DATA SUPPLIED START

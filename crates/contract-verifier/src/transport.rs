// crates/contract-verifier/src/transport.rs
// ============================================================================
// Module: HTTP Transport
// Description: Blocking HTTP transport with bounded responses.
// Purpose: Issue one request per expectation and return raw status and bytes.
// Dependencies: reqwest, url, thiserror
// ============================================================================

//! ## Overview
//! [`HttpTransport`] is the seam between the verifier and the network. The
//! default [`ReqwestTransport`] uses a blocking `reqwest` client with a full
//! request timeout, redirects disabled by default, and a hard response-size
//! cap. Transport never retries: one call is one observation.

// ============================================================================
// SECTION: Imports
// ============================================================================

use std::io::Read;
use std::time::Duration;

use contract_verifier_core::HttpMethod;
use reqwest::Method;
use reqwest::blocking::Client;
use reqwest::blocking::Response;
use reqwest::header::CONTENT_TYPE;
use reqwest::redirect::Policy;
use thiserror::Error;
use url::Url;

use crate::config::VerifierConfig;

// ============================================================================
// SECTION: Types
// ============================================================================

/// Transport-level failures.
///
/// # Invariants
/// - Variants are stable for programmatic handling.
#[derive(Debug, Clone, PartialEq, Eq, Error)]
pub enum TransportError {
    /// Connection could not be established.
    #[error("connection failed: {0}")]
    Connect(String),
    /// Request exceeded the configured timeout.
    #[error("request timed out: {0}")]
    Timeout(String),
    /// Request could not be built or sent.
    #[error("request failed: {0}")]
    Request(String),
    /// Response body could not be read.
    #[error("failed to read response: {0}")]
    Read(String),
    /// Response body exceeded the size limit.
    #[error("response exceeds size limit of {0} bytes")]
    TooLarge(usize),
    /// Response body was shorter than its declared length.
    #[error("response truncated")]
    Truncated,
}

/// Fully resolved request.
#[derive(Debug, Clone, PartialEq, Eq)]
pub struct PreparedRequest {
    /// HTTP method.
    pub method: HttpMethod,
    /// Absolute request URL.
    pub url: Url,
    /// Request headers.
    pub headers: Vec<(String, String)>,
    /// Optional JSON request body.
    pub body: Option<Vec<u8>>,
}

/// Raw response returned by a transport.
#[derive(Debug, Clone, PartialEq, Eq)]
pub struct RawResponse {
    /// Status code.
    pub status: u16,
    /// Body bytes.
    pub body: Vec<u8>,
}

/// Sends prepared requests.
pub trait HttpTransport: Send + Sync {
    /// Sends a request and reads the full response body.
    ///
    /// # Errors
    ///
    /// Returns [`TransportError`] when the exchange does not complete.
    fn send(&self, request: &PreparedRequest) -> Result<RawResponse, TransportError>;
}

// ============================================================================
// SECTION: Reqwest Transport
// ============================================================================

/// Blocking `reqwest` transport.
///
/// # Invariants
/// - Every call is bounded by `timeout_ms`.
/// - Bodies larger than `max_response_bytes` fail closed.
pub struct ReqwestTransport {
    /// HTTP client used for outbound requests.
    client: Client,
    /// Maximum response size, in bytes.
    max_response_bytes: usize,
}

impl ReqwestTransport {
    /// Builds a transport from verifier configuration.
    ///
    /// # Errors
    ///
    /// Returns [`TransportError::Request`] when the HTTP client cannot be created.
    pub fn new(config: &VerifierConfig) -> Result<Self, TransportError> {
        let redirect = if config.allow_redirects { Policy::limited(10) } else { Policy::none() };
        let client = Client::builder()
            .timeout(Duration::from_millis(config.timeout_ms))
            .user_agent(config.user_agent.clone())
            .redirect(redirect)
            .build()
            .map_err(|err| TransportError::Request(format!("http client build failed: {err}")))?;
        Ok(Self {
            client,
            max_response_bytes: config.max_response_bytes,
        })
    }
}

impl HttpTransport for ReqwestTransport {
    fn send(&self, request: &PreparedRequest) -> Result<RawResponse, TransportError> {
        let mut builder = self.client.request(reqwest_method(request.method), request.url.clone());
        for (name, value) in &request.headers {
            builder = builder.header(name.as_str(), value.as_str());
        }
        if let Some(body) = &request.body {
            builder = builder.header(CONTENT_TYPE, "application/json").body(body.clone());
        }
        let mut response = builder.send().map_err(|err| classify(&err))?;
        let status = response.status().as_u16();
        // HEAD responses advertise a length but never carry a body.
        let body = if request.method == HttpMethod::Head {
            Vec::new()
        } else {
            read_response_limited(&mut response, self.max_response_bytes)?
        };
        Ok(RawResponse {
            status,
            body,
        })
    }
}

// ============================================================================
// SECTION: Helpers
// ============================================================================

/// Maps the verifier method onto a `reqwest` method.
fn reqwest_method(method: HttpMethod) -> Method {
    match method {
        HttpMethod::Get => Method::GET,
        HttpMethod::Head => Method::HEAD,
        HttpMethod::Post => Method::POST,
        HttpMethod::Put => Method::PUT,
        HttpMethod::Patch => Method::PATCH,
        HttpMethod::Delete => Method::DELETE,
        HttpMethod::Options => Method::OPTIONS,
    }
}

/// Classifies a `reqwest` error.
fn classify(err: &reqwest::Error) -> TransportError {
    if err.is_timeout() {
        TransportError::Timeout(err.to_string())
    } else if err.is_connect() {
        TransportError::Connect(err.to_string())
    } else {
        TransportError::Request(err.to_string())
    }
}

/// Reads the response body while enforcing a byte limit.
fn read_response_limited(
    response: &mut Response,
    max_bytes: usize,
) -> Result<Vec<u8>, TransportError> {
    let expected_len = response.content_length();
    let max_bytes_u64 = u64::try_from(max_bytes)
        .map_err(|_| TransportError::Read("response size limit exceeds u64".to_string()))?;
    if let Some(expected) = expected_len
        && expected > max_bytes_u64
    {
        return Err(TransportError::TooLarge(max_bytes));
    }
    let mut buf = Vec::new();
    let limit = max_bytes_u64.saturating_add(1);
    let mut handle = response.take(limit);
    handle.read_to_end(&mut buf).map_err(|err| {
        if is_timeout(&err) {
            TransportError::Timeout(err.to_string())
        } else {
            TransportError::Read(err.to_string())
        }
    })?;
    if buf.len() > max_bytes {
        return Err(TransportError::TooLarge(max_bytes));
    }
    if let Some(expected) = expected_len {
        let expected = usize::try_from(expected)
            .map_err(|_| TransportError::Read("invalid response length".to_string()))?;
        if buf.len() < expected {
            return Err(TransportError::Truncated);
        }
    }
    Ok(buf)
}

/// Returns true when an I/O error wraps a timeout.
fn is_timeout(err: &std::io::Error) -> bool {
    err.kind() == std::io::ErrorKind::TimedOut
        || err
            .get_ref()
            .and_then(|inner| inner.downcast_ref::<reqwest::Error>())
            .is_some_and(reqwest::Error::is_timeout)
}
// system-tests/tests/suites/microcks.rs
// ============================================================================
// Module: Microcks Tests
// Description: Library API contract suite against a Microcks container.
// Purpose: Prove the bundled suite holds against the real mock server.
// Dependencies: system-tests helpers, testcontainers
// ============================================================================

//! Library API contract tests against Microcks.

use std::error::Error;
use std::time::Duration;

use contract_verifier::ContractVerifier;
use contract_verifier::MockEndpointResolver;
use contract_verifier::VerifierConfig;
use contract_verifier::sink_from_env;
use helpers::artifacts::TestReporter;
use helpers::microcks::MicrocksFixture;
use helpers::timeouts::resolve_timeout;
use system_tests::ContractSuite;
use system_tests::library_mock::LIBRARY_API_PREFIX;
use system_tests::suite::fixtures_dir;

use crate::helpers;

#[test]
fn library_contract_holds_against_microcks() -> Result<(), Box<dyn Error>> {
    let mut reporter = TestReporter::new("library_contract_holds_against_microcks")?;
    let suite = ContractSuite::library_api()?;
    let version = suite.version().ok_or("suite has no version")?;
    let fixture =
        MicrocksFixture::start(&fixtures_dir().join("library-api.yaml"), suite.name(), version)?;

    let mock_url = fixture.resolve()?;
    assert_eq!(mock_url.path(), LIBRARY_API_PREFIX);

    let timeout = resolve_timeout(Duration::from_secs(10));
    let config = VerifierConfig {
        timeout_ms: u64::try_from(timeout.as_millis()).unwrap_or(u64::MAX),
        ..VerifierConfig::default()
    }
    .with_env_overrides()?;
    let verifier = ContractVerifier::from_resolver(&fixture, &config)?.with_sink(sink_from_env()?);
    let report = verifier.run(suite.expectations());
    reporter.record_run("microcks_library_api", &report)?;

    assert!(report.is_success(), "{report}");
    let delayed = suite.expectation("book lookup delay").ok_or("missing delay expectation")?;
    let delayed_outcome = report
        .outcomes()
        .iter()
        .find(|outcome| outcome.expectation() == delayed)
        .ok_or("delay outcome missing")?;
    assert!(delayed_outcome.actual_duration_ms() >= 3_000);

    reporter.finish("pass", vec![
        format!("microcks endpoint: {}", fixture.http_endpoint()),
        format!("mock endpoint: {mock_url}"),
    ])?;
    Ok(())
}
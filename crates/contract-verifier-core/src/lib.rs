// crates/contract-verifier-core/src/lib.rs
// ============================================================================
// Module: Contract Verifier Core
// Description: Expectation model, body matching, and outcome evaluation.
// Purpose: Provide the transport-free half of HTTP contract verification.
// Dependencies: serde, serde_json, bigdecimal, thiserror
// ============================================================================

//! ## Overview
//! `contract-verifier-core` defines what a contract check *is*: a validated
//! [`Expectation`] describing one HTTP call against a mock endpoint, a
//! [`BodyMatcher`] describing the response shape, and the immutable
//! [`Outcome`] produced once that call has been observed.
//! Invariants:
//! - Expectations are validated at construction and never change afterwards.
//! - Outcome evaluation is pure: the same observation always yields the same
//!   failures, in the same order.
//! - Soft failures (status, body, timing, transport) are data, not errors.

// ============================================================================
// SECTION: Modules
// ============================================================================

pub mod expectation;
pub mod matcher;
pub mod outcome;

// ============================================================================
// SECTION: Re-Exports
// ============================================================================

pub use expectation::Expectation;
pub use expectation::ExpectationBuilder;
pub use expectation::ExpectationError;
pub use expectation::ExpectationSpec;
pub use expectation::HttpMethod;
pub use matcher::BodyMatcher;
pub use matcher::BodyMismatch;
pub use outcome::Failure;
pub use outcome::FailureKind;
pub use outcome::Observation;
pub use outcome::Outcome;
pub use outcome::ResponseBody;
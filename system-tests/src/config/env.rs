// system-tests/src/config/env.rs
// ============================================================================
// Module: System Test Environment
// Description: Environment-backed configuration for system tests.
// Purpose: Centralize env parsing with strict UTF-8 validation.
// Dependencies: contract-verifier
// ============================================================================

//! ## Overview
//! Environment values are parsed with the verifier's strict readers: invalid
//! UTF-8 and blank values fail closed instead of falling back to defaults.

// ============================================================================
// SECTION: Imports
// ============================================================================

use std::path::PathBuf;
use std::time::Duration;

use contract_verifier::ConfigError;
use contract_verifier::config::read_env_nonempty;

// ============================================================================
// SECTION: Environment Constants
// ============================================================================

/// Container image used when no override is set.
pub const DEFAULT_MICROCKS_IMAGE: &str = "quay.io/microcks/microcks-uber:latest";

/// Environment keys for system test configuration.
#[derive(Debug, Clone, Copy, PartialEq, Eq)]
pub enum SystemTestEnv {
    /// Optional artifact root override.
    RunRoot,
    /// Base URL of an already-running Microcks instance.
    MicrocksUrl,
    /// Microcks container image (`name:tag`).
    MicrocksImage,
    /// Optional timeout override in seconds (positive integer).
    TimeoutSeconds,
}

impl SystemTestEnv {
    /// Returns the canonical environment variable name.
    #[must_use]
    pub const fn as_str(self) -> &'static str {
        match self {
            Self::RunRoot => "CONTRACT_VERIFIER_SYSTEM_RUN_ROOT",
            Self::MicrocksUrl => "CONTRACT_VERIFIER_SYSTEM_MICROCKS_URL",
            Self::MicrocksImage => "CONTRACT_VERIFIER_SYSTEM_MICROCKS_IMAGE",
            Self::TimeoutSeconds => "CONTRACT_VERIFIER_SYSTEM_TIMEOUT_SEC",
        }
    }
}

// ============================================================================
// SECTION: Config Types
// ============================================================================

/// Typed system test configuration derived from environment variables.
#[derive(Debug, Clone, PartialEq, Eq)]
pub struct SystemTestConfig {
    /// Optional artifact root override.
    pub run_root: Option<PathBuf>,
    /// External Microcks base URL; skips the container when set.
    pub microcks_url: Option<String>,
    /// Microcks image name.
    pub microcks_image: String,
    /// Microcks image tag.
    pub microcks_tag: String,
    /// Optional timeout override.
    pub timeout: Option<Duration>,
}

impl Default for SystemTestConfig {
    fn default() -> Self {
        let (image, tag) = split_image(DEFAULT_MICROCKS_IMAGE);
        Self {
            run_root: None,
            microcks_url: None,
            microcks_image: image,
            microcks_tag: tag,
            timeout: None,
        }
    }
}

impl SystemTestConfig {
    /// Loads configuration from environment variables.
    ///
    /// # Errors
    ///
    /// Returns [`ConfigError`] when an environment value is not valid UTF-8,
    /// is empty, or fails validation.
    pub fn load() -> Result<Self, ConfigError> {
        let defaults = Self::default();
        let run_root = read_env_nonempty(SystemTestEnv::RunRoot.as_str())?.map(PathBuf::from);
        let microcks_url = read_env_nonempty(SystemTestEnv::MicrocksUrl.as_str())?
            .map(|value| value.trim().to_string());
        let (microcks_image, microcks_tag) =
            match read_env_nonempty(SystemTestEnv::MicrocksImage.as_str())? {
                Some(value) => split_image(value.trim()),
                None => (defaults.microcks_image, defaults.microcks_tag),
            };
        let timeout = read_env_nonempty(SystemTestEnv::TimeoutSeconds.as_str())?
            .map(|value| parse_timeout_seconds(SystemTestEnv::TimeoutSeconds.as_str(), &value))
            .transpose()?;
        Ok(Self {
            run_root,
            microcks_url,
            microcks_image,
            microcks_tag,
            timeout,
        })
    }
}

// ============================================================================
// SECTION: Helpers
// ============================================================================

/// Splits `registry/name:tag` into name and tag; the tag defaults to `latest`.
fn split_image(raw: &str) -> (String, String) {
    let name_start = raw.rfind('/').map_or(0, |index| index + 1);
    match raw[name_start ..].rfind(':') {
        Some(offset) => {
            let split = name_start + offset;
            (raw[.. split].to_string(), raw[split + 1 ..].to_string())
        }
        None => (raw.to_string(), "latest".to_string()),
    }
}

/// Parses a positive timeout value from an environment variable string.
///
/// # Errors
///
/// Returns an error when the value is non-numeric or zero.
fn parse_timeout_seconds(name: &str, raw: &str) -> Result<Duration, ConfigError> {
    let secs: u64 = raw.trim().parse().map_err(|_| ConfigError::InvalidValue {
        name: name.to_string(),
        reason: "must be a positive integer number of seconds".to_string(),
    })?;
    if secs == 0 {
        return Err(ConfigError::InvalidValue {
            name: name.to_string(),
            reason: "must be greater than zero".to_string(),
        });
    }
    Ok(Duration::from_secs(secs))
}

DATA SUPPLIED END

Review the preceding data and report every line that includes the string "values".

• **REPLY**:
//! Environment values are parsed with the verifier's strict readers: invalid
//! UTF-8 and blank values fail closed instead of falling back to defaults.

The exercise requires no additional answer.